В Туапсе было ещё сравнительно спокойно. На даче персидского хана заседал какой-то совет. Но грабежи пока не начинались. Гурджиев устроился довольно далеко к югу от Туапсе, в двадцати пяти верстах от Сочи. Он нанял дачу с видом на море, купил пару лошадей – и жил там вместе с небольшой группой, всего собралось около десяти человек.
Поехал туда и я. Место было прекрасное, всё в розах; с одной стороны открывался вид на море, с другой – виднелась цепь гор, покрытых снегом. Я очень сожалел о тех наших людях, которым пришлось остаться в Москве и Петербурге.
Но уже на следующий день после приезда я заметил, что что-то не в порядке. От ессентукской атмосферы не осталось и следа. Особенно меня удивила перемена с З. Когда в начале сентября я уезжал в Петербург, З. был полон энтузиазма и уговаривал меня не оставаться в Петербурге, откуда потом может оказаться очень трудно выбраться.
– Так вы больше не собираетесь жить в Петербурге? – спросил я.
– Тот, кто бежит в горы, не возвращается, – отвечал З.
И вот на следующий день после прибытия в Уч-Дере я услышал, что З. намерен вернуться в Петербург.
– Зачем ему возвращаться? Ведь он потерял службу; что он будет там делать?
– Не знаю, – отвечал рассказывавший мне обо всём доктор С. – Гурджиев им недоволен и говорит, что ему лучше уехать.
Мне нелегко было вызвать З. на разговор. Он, очевидно, не желал объяснений, и сказал, что в самом деле желает уехать.

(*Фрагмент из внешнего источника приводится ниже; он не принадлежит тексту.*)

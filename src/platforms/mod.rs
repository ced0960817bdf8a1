pub mod twitch;

pub use twitch::TwitchResourceFetcher;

Постепенно, расспросив остальных, я выяснил, что произошло. Это было странное происшествие: между Гурджиевым и нашими соседями, какими-то латышами, вспыхнула бессмысленная ссора. Здесь же оказался З. Гурджиеву не понравились слова З. или что-то другое, и с этого дня он совершенно изменил своё отношение к З., перестал с ним разговаривать и вообще поставил в такое положение, что З. вынужден был объявить о своём намерении уехать.